July 9, 2014 (St. Louis, MO) – The Contemporary Art Museum St. Louis (CAM) presents a selection of recent large-scale paintings by acclaimed Dutch artist Carla Klein that, together, will occupy the Museum’s sixty-foot-long project wall. On view September 5, 2014 through January 3, 2015, the exhibition features such expansive, desolate landscapes as airport runways and sprawling roads beneath cloud-filled skies. Working primarily in her signature aqueous blue-gray palette, Carla Klein portrays what she calls “non-places”: spaces constructed with the sole purpose of being passed through. Typically associated with activity and noise, the scenes are absent of people, presented as unchanging, abandoned landscapes.

Often working from her own photographs, Klein explores the physical properties of film, embracing its imperfections. The artist incorporates her negatives’ scratches into the work, transforming them into painterly distortions that draw attention to the surface of the picture plane. The resulting effect is a sense of distance between the viewer and the landscape, almost as if we were looking through a smeared pane of glass.

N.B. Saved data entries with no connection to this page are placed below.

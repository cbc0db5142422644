//! Integer rectangles handed back to the host toolkit.

use glam::IVec2;

use formgrid_core::{Axis, Dimension, Insets};

/// A rectangle in pixels.
#[derive(Debug, Clone, Copy, PartialEq, Eq, Hash, Default)]
pub struct Rectangle {
    pub x: i32,
    pub y: i32,
    pub width: i32,
    pub height: i32,
}

impl Rectangle {
    pub const fn new(x: i32, y: i32, width: i32, height: i32) -> Self {
        Self {
            x,
            y,
            width,
            height,
        }
    }

    /// Create a rectangle from position and size vectors.
    pub fn from_vecs(position: IVec2, size: IVec2) -> Self {
        Self::new(position.x, position.y, size.x, size.y)
    }

    pub fn position(&self) -> IVec2 {
        IVec2::new(self.x, self.y)
    }

    pub fn size(&self) -> IVec2 {
        IVec2::new(self.width, self.height)
    }

    pub fn dimension(&self) -> Dimension {
        Dimension::new(self.width, self.height)
    }

    pub fn right(&self) -> i32 {
        self.x + self.width
    }

    pub fn bottom(&self) -> i32 {
        self.y + self.height
    }

    /// Leading coordinate and extent along `axis`.
    pub fn span(&self, axis: Axis) -> (i32, i32) {
        match axis {
            Axis::Horizontal => (self.x, self.width),
            Axis::Vertical => (self.y, self.height),
        }
    }

    /// Shrink by `insets`. Extents never go below zero.
    pub fn inset(&self, insets: Insets) -> Rectangle {
        Rectangle::new(
            self.x + insets.left,
            self.y + insets.top,
            (self.width - insets.horizontal()).max(0),
            (self.height - insets.vertical()).max(0),
        )
    }

    /// Build a rectangle from the horizontal and vertical spans.
    pub fn from_spans((x, width): (i32, i32), (y, height): (i32, i32)) -> Self {
        Self::new(x, y, width, height)
    }
}
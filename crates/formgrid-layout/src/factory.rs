//! Frequently used track specs and ready-made button bar layouts.

use formgrid_core::{Alignment, Axis, CellConstraints, ChildId, Size, SpecError, TrackSpec};

use crate::layout::FormLayout;

/// Track specs for the standard gaps and component columns and rows.
pub struct FormFactory;

impl FormFactory {
    /// A non-growing gap column of `size`.
    pub fn gap_column(size: Size) -> TrackSpec {
        TrackSpec::column(Alignment::Leading, size, 0.0)
    }

    /// A non-growing gap row of `size`.
    pub fn gap_row(size: Size) -> TrackSpec {
        TrackSpec::row(Alignment::Leading, size, 0.0)
    }

    /// Between a label and its component.
    pub fn label_component_gap_column() -> TrackSpec {
        Self::gap_column(Size::dlu(3.0))
    }

    pub fn related_gap_column() -> TrackSpec {
        Self::gap_column(Size::dlu(4.0))
    }

    pub fn unrelated_gap_column() -> TrackSpec {
        Self::gap_column(Size::dlu(7.0))
    }

    pub fn related_gap_row() -> TrackSpec {
        Self::gap_row(Size::dlu(4.0))
    }

    pub fn unrelated_gap_row() -> TrackSpec {
        Self::gap_row(Size::dlu(7.0))
    }

    /// Between two lines of a form.
    pub fn line_gap_row() -> TrackSpec {
        Self::gap_row(Size::dlu(3.0))
    }

    pub fn narrow_line_gap_row() -> TrackSpec {
        Self::gap_row(Size::dlu(2.0))
    }

    /// Between two paragraphs of a form.
    pub fn paragraph_gap_row() -> TrackSpec {
        Self::gap_row(Size::dlu(9.0))
    }

    /// `max(50dlu;pref)`: buttons are at least 50dlu wide.
    pub fn button_column() -> TrackSpec {
        TrackSpec::column(Alignment::Fill, button_size(), 0.0)
    }

    /// `max(50dlu;pref):grow`
    pub fn growing_button_column() -> TrackSpec {
        TrackSpec::column(Alignment::Fill, button_size(), 1.0)
    }

    /// `0px:grow`: takes up the surplus.
    pub fn glue_column() -> TrackSpec {
        TrackSpec::column(Alignment::Fill, Size::px(0.0), 1.0)
    }

    pub fn pref_column() -> TrackSpec {
        TrackSpec::sized(Axis::Horizontal, Size::PREFERRED)
    }

    pub fn min_column() -> TrackSpec {
        TrackSpec::sized(Axis::Horizontal, Size::MINIMUM)
    }

    pub fn default_column() -> TrackSpec {
        TrackSpec::sized(Axis::Horizontal, Size::DEFAULT)
    }

    pub fn pref_row() -> TrackSpec {
        TrackSpec::sized(Axis::Vertical, Size::PREFERRED)
    }

    pub fn min_row() -> TrackSpec {
        TrackSpec::sized(Axis::Vertical, Size::MINIMUM)
    }

    pub fn default_row() -> TrackSpec {
        TrackSpec::sized(Axis::Vertical, Size::DEFAULT)
    }
}

fn button_size() -> Size {
    Size::at_least(Size::dlu(50.0), Size::PREFERRED)
}

/// Appends the columns of a single-row button bar left to right.
struct BarBuilder {
    layout: FormLayout,
}

impl BarBuilder {
    fn new() -> Result<Self, SpecError> {
        let mut layout = FormLayout::default();
        layout.append_row(FormFactory::pref_row())?;
        Ok(Self { layout })
    }

    fn column(&mut self, spec: TrackSpec) -> Result<usize, SpecError> {
        self.layout.append_column(spec)?;
        Ok(self.layout.column_count())
    }

    fn glue(&mut self) -> Result<&mut Self, SpecError> {
        self.column(FormFactory::glue_column())?;
        Ok(self)
    }

    fn related_gap(&mut self) -> Result<&mut Self, SpecError> {
        self.column(FormFactory::related_gap_column())?;
        Ok(self)
    }

    /// A button in a column shared by the bar's column group.
    fn gridded(&mut self, button: ChildId, spec: TrackSpec) -> Result<&mut Self, SpecError> {
        let column = self.column(spec)?;
        self.layout.add_grouped_column(column)?;
        self.layout.set_constraints(button, CellConstraints::xy(column, 1));
        Ok(self)
    }

    /// Gridded buttons separated by related gaps.
    fn gridded_buttons(&mut self, buttons: &[ChildId], spec: fn() -> TrackSpec) -> Result<&mut Self, SpecError> {
        for (i, &button) in buttons.iter().enumerate() {
            if i > 0 {
                self.related_gap()?;
            }
            self.gridded(button, spec())?;
        }
        Ok(self)
    }

    /// Place `button` on top of the last column.
    fn overlay(&mut self, button: ChildId) -> &mut Self {
        let column = self.layout.column_count();
        self.layout.set_constraints(button, CellConstraints::xy(column, 1));
        self
    }

    fn finish(self) -> FormLayout {
        self.layout
    }
}

/// Layouts for rows of buttons.
///
/// Each builder returns a [`FormLayout`] with one `center:pref` row and
/// constraints registered for every given child. Buttons sit in
/// `max(50dlu;pref)` columns that form one column group, so they all get the
/// width of the widest button.
pub struct ButtonBar;

impl ButtonBar {
    /// Buttons on the left, glue on the right.
    pub fn left_aligned(buttons: &[ChildId]) -> Result<FormLayout, SpecError> {
        let mut bar = BarBuilder::new()?;
        bar.gridded_buttons(buttons, FormFactory::button_column)?.glue()?;
        Ok(bar.finish())
    }

    /// Buttons centered between two glue columns.
    pub fn centered(buttons: &[ChildId]) -> Result<FormLayout, SpecError> {
        let mut bar = BarBuilder::new()?;
        bar.glue()?
            .gridded_buttons(buttons, FormFactory::button_column)?
            .glue()?;
        Ok(bar.finish())
    }

    /// Buttons on the right, glue on the left.
    pub fn right_aligned(buttons: &[ChildId]) -> Result<FormLayout, SpecError> {
        let mut bar = BarBuilder::new()?;
        bar.glue()?.gridded_buttons(buttons, FormFactory::button_column)?;
        Ok(bar.finish())
    }

    /// Buttons that share all available width.
    pub fn growing(buttons: &[ChildId]) -> Result<FormLayout, SpecError> {
        let mut bar = BarBuilder::new()?;
        bar.gridded_buttons(buttons, FormFactory::growing_button_column)?;
        Ok(bar.finish())
    }

    /// A help button on the left, the other buttons right aligned.
    pub fn help(help: ChildId, buttons: &[ChildId]) -> Result<FormLayout, SpecError> {
        let mut bar = BarBuilder::new()?;
        bar.gridded(help, FormFactory::button_column())?
            .related_gap()?
            .glue()?
            .gridded_buttons(buttons, FormFactory::button_column)?;
        Ok(bar.finish())
    }

    pub fn close(close: ChildId) -> Result<FormLayout, SpecError> {
        Self::right_aligned(&[close])
    }

    pub fn ok(ok: ChildId) -> Result<FormLayout, SpecError> {
        Self::right_aligned(&[ok])
    }

    pub fn ok_cancel(ok: ChildId, cancel: ChildId) -> Result<FormLayout, SpecError> {
        Self::right_aligned(&[ok, cancel])
    }

    pub fn ok_cancel_apply(ok: ChildId, cancel: ChildId, apply: ChildId) -> Result<FormLayout, SpecError> {
        Self::right_aligned(&[ok, cancel, apply])
    }

    pub fn help_close(help: ChildId, close: ChildId) -> Result<FormLayout, SpecError> {
        Self::help(help, &[close])
    }

    pub fn help_ok(help: ChildId, ok: ChildId) -> Result<FormLayout, SpecError> {
        Self::help(help, &[ok])
    }

    pub fn help_ok_cancel(help: ChildId, ok: ChildId, cancel: ChildId) -> Result<FormLayout, SpecError> {
        Self::help(help, &[ok, cancel])
    }

    pub fn help_ok_cancel_apply(
        help: ChildId,
        ok: ChildId,
        cancel: ChildId,
        apply: ChildId,
    ) -> Result<FormLayout, SpecError> {
        Self::help(help, &[ok, cancel, apply])
    }

    pub fn close_help(close: ChildId, help: ChildId) -> Result<FormLayout, SpecError> {
        Self::right_aligned(&[close, help])
    }

    pub fn ok_help(ok: ChildId, help: ChildId) -> Result<FormLayout, SpecError> {
        Self::right_aligned(&[ok, help])
    }

    pub fn ok_cancel_help(ok: ChildId, cancel: ChildId, help: ChildId) -> Result<FormLayout, SpecError> {
        Self::right_aligned(&[ok, cancel, help])
    }

    pub fn ok_cancel_apply_help(
        ok: ChildId,
        cancel: ChildId,
        apply: ChildId,
        help: ChildId,
    ) -> Result<FormLayout, SpecError> {
        Self::right_aligned(&[ok, cancel, apply, help])
    }

    pub fn add_remove_left(add: ChildId, remove: ChildId) -> Result<FormLayout, SpecError> {
        Self::left_aligned(&[add, remove])
    }

    /// Add and remove buttons filling the whole width.
    pub fn add_remove(add: ChildId, remove: ChildId) -> Result<FormLayout, SpecError> {
        Self::growing(&[add, remove])
    }

    pub fn add_remove_right(add: ChildId, remove: ChildId) -> Result<FormLayout, SpecError> {
        Self::right_aligned(&[add, remove])
    }

    pub fn add_remove_properties_left(
        add: ChildId,
        remove: ChildId,
        properties: ChildId,
    ) -> Result<FormLayout, SpecError> {
        Self::left_aligned(&[add, remove, properties])
    }

    pub fn add_remove_properties(
        add: ChildId,
        remove: ChildId,
        properties: ChildId,
    ) -> Result<FormLayout, SpecError> {
        Self::growing(&[add, remove, properties])
    }

    pub fn add_remove_properties_right(
        add: ChildId,
        remove: ChildId,
        properties: ChildId,
    ) -> Result<FormLayout, SpecError> {
        Self::right_aligned(&[add, remove, properties])
    }

    /// A wizard bar: `leading` buttons on the left, then glue, back and
    /// next, then `trailing` buttons. `finish`, when given, shares the
    /// column of the next button so the host can show one or the other.
    pub fn wizard(
        leading: &[ChildId],
        back: ChildId,
        next: ChildId,
        finish: Option<ChildId>,
        trailing: &[ChildId],
    ) -> Result<FormLayout, SpecError> {
        let mut bar = BarBuilder::new()?;
        if !leading.is_empty() {
            bar.gridded_buttons(leading, FormFactory::button_column)?
                .related_gap()?;
        }
        bar.glue()?
            .gridded(back, FormFactory::button_column())?
            .gridded(next, FormFactory::button_column())?;
        if let Some(finish) = finish {
            bar.overlay(finish);
        }
        if !trailing.is_empty() {
            bar.related_gap()?
                .gridded_buttons(trailing, FormFactory::button_column)?;
        }
        Ok(bar.finish())
    }
}
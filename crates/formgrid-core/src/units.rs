//! Conversion of physical and font-relative units to pixels.
//!
//! The engine never looks up fonts or screen resolutions itself. The host
//! owns a [`UnitConverter`] and hands it to the layout; [`DefaultUnitConverter`]
//! is a ready-made implementation fed with the screen resolution and the
//! metrics of the fonts in use.

use indexmap::IndexMap;
use tracing::debug;

use crate::types::{Axis, Unit};

/// Typographic resolution, points per inch.
const DTP_RESOLUTION: f64 = 72.0;

/// Converts sizes to pixels.
pub trait UnitConverter {
    fn inch_as_pixel(&self, inches: f64) -> i32;

    fn millimeter_as_pixel(&self, millimeters: f64) -> i32;

    fn centimeter_as_pixel(&self, centimeters: f64) -> i32;

    fn point_as_pixel(&self, points: f64) -> i32;

    /// Horizontal dialog units: a quarter of the average character width.
    fn dialog_unit_x_as_pixel(&self, dlu: f64) -> i32;

    /// Vertical dialog units: an eighth of the line height.
    fn dialog_unit_y_as_pixel(&self, dlu: f64) -> i32;

    /// Convert `value` in `unit` to pixels along `axis`.
    fn to_pixels(&self, value: f64, unit: Unit, axis: Axis) -> i32 {
        match unit {
            Unit::Pixel => value.round() as i32,
            Unit::Point => self.point_as_pixel(value),
            Unit::Inch => self.inch_as_pixel(value),
            Unit::Millimeter => self.millimeter_as_pixel(value),
            Unit::Centimeter => self.centimeter_as_pixel(value),
            Unit::DialogUnit => match axis {
                Axis::Horizontal => self.dialog_unit_x_as_pixel(value),
                Axis::Vertical => self.dialog_unit_y_as_pixel(value),
            },
        }
    }

    /// Changes whenever the converter would return different results.
    /// Layout caches include it in their key.
    fn generation(&self) -> u64 {
        0
    }
}

pub fn inch_as_pixel(inches: f64, dpi: u32) -> i32 {
    (f64::from(dpi) * inches).round() as i32
}

pub fn millimeter_as_pixel(millimeters: f64, dpi: u32) -> i32 {
    (f64::from(dpi) * millimeters * 10.0 / 254.0).round() as i32
}

pub fn centimeter_as_pixel(centimeters: f64, dpi: u32) -> i32 {
    (f64::from(dpi) * centimeters * 100.0 / 254.0).round() as i32
}

pub fn point_as_pixel(points: f64, dpi: u32) -> i32 {
    (f64::from(dpi) * points / DTP_RESOLUTION).round() as i32
}

/// Metrics of a reference font, in pixels.
#[derive(Debug, Clone, Copy, PartialEq)]
#[cfg_attr(feature = "serde", derive(serde::Serialize, serde::Deserialize))]
pub struct FontMetrics {
    pub average_char_width: f64,
    pub height: f64,
}

impl Default for FontMetrics {
    fn default() -> Self {
        Self {
            average_char_width: 8.0,
            height: 16.0,
        }
    }
}

/// Horizontal and vertical dialog base units.
#[derive(Debug, Clone, Copy, PartialEq)]
#[cfg_attr(feature = "serde", derive(serde::Serialize, serde::Deserialize))]
pub struct DialogBaseUnits {
    pub x: f64,
    pub y: f64,
}

impl DialogBaseUnits {
    pub fn from_metrics(metrics: &FontMetrics) -> Self {
        Self {
            x: metrics.average_char_width,
            y: metrics.height,
        }
    }

    pub fn x_as_pixel(&self, dlu: f64) -> i32 {
        (dlu * self.x / 4.0).round() as i32
    }

    pub fn y_as_pixel(&self, dlu: f64) -> i32 {
        (dlu * self.y / 8.0).round() as i32
    }
}

/// Identifies a font in the host toolkit.
#[derive(Debug, Clone, Copy, PartialEq, Eq, Hash)]
#[cfg_attr(feature = "serde", derive(serde::Serialize, serde::Deserialize))]
pub struct FontId(pub u64);

/// Unit converter with a screen resolution, default dialog font metrics and
/// a per-font cache of dialog base units.
#[derive(Debug, Clone)]
pub struct DefaultUnitConverter {
    screen_resolution: u32,
    default_metrics: FontMetrics,
    global: DialogBaseUnits,
    fonts: IndexMap<FontId, DialogBaseUnits>,
    generation: u64,
}

impl Default for DefaultUnitConverter {
    fn default() -> Self {
        Self::new(96, FontMetrics::default())
    }
}

impl DefaultUnitConverter {
    /// Create a converter for a screen of `screen_resolution` dpi.
    pub fn new(screen_resolution: u32, default_metrics: FontMetrics) -> Self {
        let global = DialogBaseUnits::from_metrics(&default_metrics);
        debug!(?global, screen_resolution, "computed global dialog base units");
        Self {
            screen_resolution,
            default_metrics,
            global,
            fonts: IndexMap::new(),
            generation: 0,
        }
    }

    pub fn screen_resolution(&self) -> u32 {
        self.screen_resolution
    }

    pub fn set_screen_resolution(&mut self, dpi: u32) {
        if dpi != self.screen_resolution {
            self.screen_resolution = dpi;
            self.generation += 1;
        }
    }

    pub fn default_font_metrics(&self) -> FontMetrics {
        self.default_metrics
    }

    /// Replace the metrics used when no font is given.
    pub fn set_default_font_metrics(&mut self, metrics: FontMetrics) {
        if metrics == self.default_metrics {
            return;
        }
        self.default_metrics = metrics;
        self.global = DialogBaseUnits::from_metrics(&metrics);
        self.generation += 1;
        debug!(global = ?self.global, "recomputed global dialog base units");
    }

    /// Compute and cache the dialog base units of `font`.
    pub fn register_font(&mut self, font: FontId, metrics: &FontMetrics) -> DialogBaseUnits {
        let units = DialogBaseUnits::from_metrics(metrics);
        if self.fonts.insert(font, units) != Some(units) {
            self.generation += 1;
            debug!(?font, ?units, "computed dialog base units");
        }
        units
    }

    /// Drop a cached font.
    pub fn forget_font(&mut self, font: FontId) {
        if self.fonts.shift_remove(&font).is_some() {
            self.generation += 1;
        }
    }

    /// Dialog base units for `font`, or the global units when the font is
    /// unknown or absent.
    pub fn dialog_base_units(&self, font: Option<FontId>) -> DialogBaseUnits {
        font.and_then(|f| self.fonts.get(&f).copied())
            .unwrap_or(self.global)
    }

    /// A converter that measures dialog units with `font`.
    pub fn for_font(&self, font: FontId) -> FontUnitConverter<'_> {
        FontUnitConverter {
            converter: self,
            units: self.dialog_base_units(Some(font)),
        }
    }
}

impl UnitConverter for DefaultUnitConverter {
    fn inch_as_pixel(&self, inches: f64) -> i32 {
        inch_as_pixel(inches, self.screen_resolution)
    }

    fn millimeter_as_pixel(&self, millimeters: f64) -> i32 {
        millimeter_as_pixel(millimeters, self.screen_resolution)
    }

    fn centimeter_as_pixel(&self, centimeters: f64) -> i32 {
        centimeter_as_pixel(centimeters, self.screen_resolution)
    }

    fn point_as_pixel(&self, points: f64) -> i32 {
        point_as_pixel(points, self.screen_resolution)
    }

    fn dialog_unit_x_as_pixel(&self, dlu: f64) -> i32 {
        self.global.x_as_pixel(dlu)
    }

    fn dialog_unit_y_as_pixel(&self, dlu: f64) -> i32 {
        self.global.y_as_pixel(dlu)
    }

    fn generation(&self) -> u64 {
        self.generation
    }
}

/// A [`DefaultUnitConverter`] bound to one reference font.
#[derive(Debug, Clone, Copy)]
pub struct FontUnitConverter<'a> {
    converter: &'a DefaultUnitConverter,
    units: DialogBaseUnits,
}

impl UnitConverter for FontUnitConverter<'_> {
    fn inch_as_pixel(&self, inches: f64) -> i32 {
        self.converter.inch_as_pixel(inches)
    }

    fn millimeter_as_pixel(&self, millimeters: f64) -> i32 {
        self.converter.millimeter_as_pixel(millimeters)
    }

    fn centimeter_as_pixel(&self, centimeters: f64) -> i32 {
        self.converter.centimeter_as_pixel(centimeters)
    }

    fn point_as_pixel(&self, points: f64) -> i32 {
        self.converter.point_as_pixel(points)
    }

    fn dialog_unit_x_as_pixel(&self, dlu: f64) -> i32 {
        self.units.x_as_pixel(dlu)
    }

    fn dialog_unit_y_as_pixel(&self, dlu: f64) -> i32 {
        self.units.y_as_pixel(dlu)
    }

    fn generation(&self) -> u64 {
        self.converter.generation
    }
}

This exhibition introduces Klein’s recent implementation of color; notably, what appears to be a red curtain in Untitled (pictured above) further emphasizes the experience of mediated viewing. The works navigate between illusions of vast depth and a reinforced awareness of the picture plane—not only as a painted surface but as a perceived barrier.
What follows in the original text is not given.